Early in your research, you toured other schools. What did you learn?

One of the things was, do not teach to mediocrity. Maybe that was part of the reason we wanted to build such a beautiful school for these kids. We wanted them to feel like they were in a really special place.

From each school, we learned a little bit about their teaching methods and the spaces that they teach in. We learned that it’s not necessary to have the new buildings, but we learned the strength of it and what it does to the culture and the opportunity that it offers the students.

How did you incorporate your mission into the design?

I think LPA played a really big part in that. Before we’d even found the land, we started looking into the cost of the school and the possibilities. LPA had such a vast experience in education and innovative education that they really helped a lot. But I think the biggest input was from our students. We interviewed the foster students and we’ve been subsequently interviewing the students that attend the school as we build the new buildings, just to see what we had missed and what we could incorporate into the design and the curriculum.

Samueli and Jackson wanted students to feel like "they were in a really special place."

You were also personally involved in the process. How do you think the design affects the experience in the space?

There’s so many studies that show that what the environment looks like affects learning and your ability to concentrate. I was fortunate that my youngest daughter went to Tarbut V’Torah, which is an LPA-designed school. When we were looking for architects, I was so hoping we could hire LPA because I know the environment my younger daughter was in and it’s such an incredibly beautiful school.

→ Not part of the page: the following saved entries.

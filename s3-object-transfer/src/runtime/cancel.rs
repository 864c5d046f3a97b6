/*
 * Copyright Amazon.com, Inc. or its affiliates. All Rights Reserved.
 * SPDX-License-Identifier: Apache-2.0
 */

use tokio::time::Instant;
use tokio_util::sync::CancellationToken;

use crate::error::{self, Error};

/// Signals that an operation must stop: the client's token fired or the operation deadline
/// passed.
#[derive(Debug, Clone, Default)]
pub(crate) struct Cancellation {
    token: CancellationToken,
    deadline: Option<Instant>,
}

impl Cancellation {
    pub(crate) fn new(token: CancellationToken, deadline: Option<Instant>) -> Self {
        Self { token, deadline }
    }

    /// Returns an error if the operation must stop now
    pub(crate) fn check(&self) -> Result<(), Error> {
        if self.token.is_cancelled() {
            return Err(error::operation_cancelled());
        }
        match self.deadline {
            Some(deadline) if Instant::now() >= deadline => Err(error::deadline_elapsed()),
            _ => Ok(()),
        }
    }

    /// Resolves with the reason once the operation must stop
    pub(crate) async fn cancelled(&self) -> Error {
        let deadline = async {
            match self.deadline {
                Some(deadline) => tokio::time::sleep_until(deadline).await,
                None => std::future::pending().await,
            }
        };

        tokio::select! {
            biased;
            _ = self.token.cancelled() => error::operation_cancelled(),
            _ = deadline => error::deadline_elapsed(),
        }
    }
}

impl From<CancellationToken> for Cancellation {
    fn from(token: CancellationToken) -> Self {
        Self::new(token, None)
    }
}

#[cfg(test)]
mod tests {
    use std::time::Duration;

    use tokio::time::Instant;
    use tokio_util::sync::CancellationToken;

    use super::Cancellation;
    use crate::error::ErrorKind;

    #[tokio::test(start_paused = true)]
    async fn test_deadline() {
        let cancel = Cancellation::new(
            CancellationToken::new(),
            Some(Instant::now() + Duration::from_secs(5)),
        );
        assert!(cancel.check().is_ok());

        let start = Instant::now();
        let err = cancel.cancelled().await;
        assert_eq!(&ErrorKind::OperationCancelled, err.kind());
        assert_eq!(Duration::from_secs(5), start.elapsed());
        assert!(cancel.check().is_err());
    }

    #[tokio::test]
    async fn test_token() {
        let token = CancellationToken::new();
        let cancel = Cancellation::from(token.clone());
        assert!(cancel.check().is_ok());
        token.cancel();
        assert!(cancel.check().unwrap_err().is_cancellation());
        assert!(cancel.cancelled().await.is_cancellation());
    }
}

There were so many elements of that school that provided some spirituality for the kids, as well as a great learning environment.

I think one of the surprising things we learned was how important the display areas are for students and for integrating that into the culture of the school. When the kids have success, they really want to display it. And they really want to communicate it to the other students. It just engages everyone.

The design for Samueli Academy supports project-based learning.

Any mistakes you saw in other schools that you didn’t want to repeat?

Well, part of the mistake some schools made was taking a large school and making it too small. They wanted to make sure they had small enough classrooms, but they couldn’t include the arts and the sports. We did the same thing with 20 kids in the classroom, and we really wanted to keep the arts and the sports involved. Even though these kids had come from these large schools, they had the arts and the sports, and that was a saving grace for some of the kids.

For us, not teaching them mediocrity was one of the huge components that we kept saying to ourselves. Just because these kids come from backgrounds that are difficult doesn’t mean they can’t excel. And we have found that to be so true.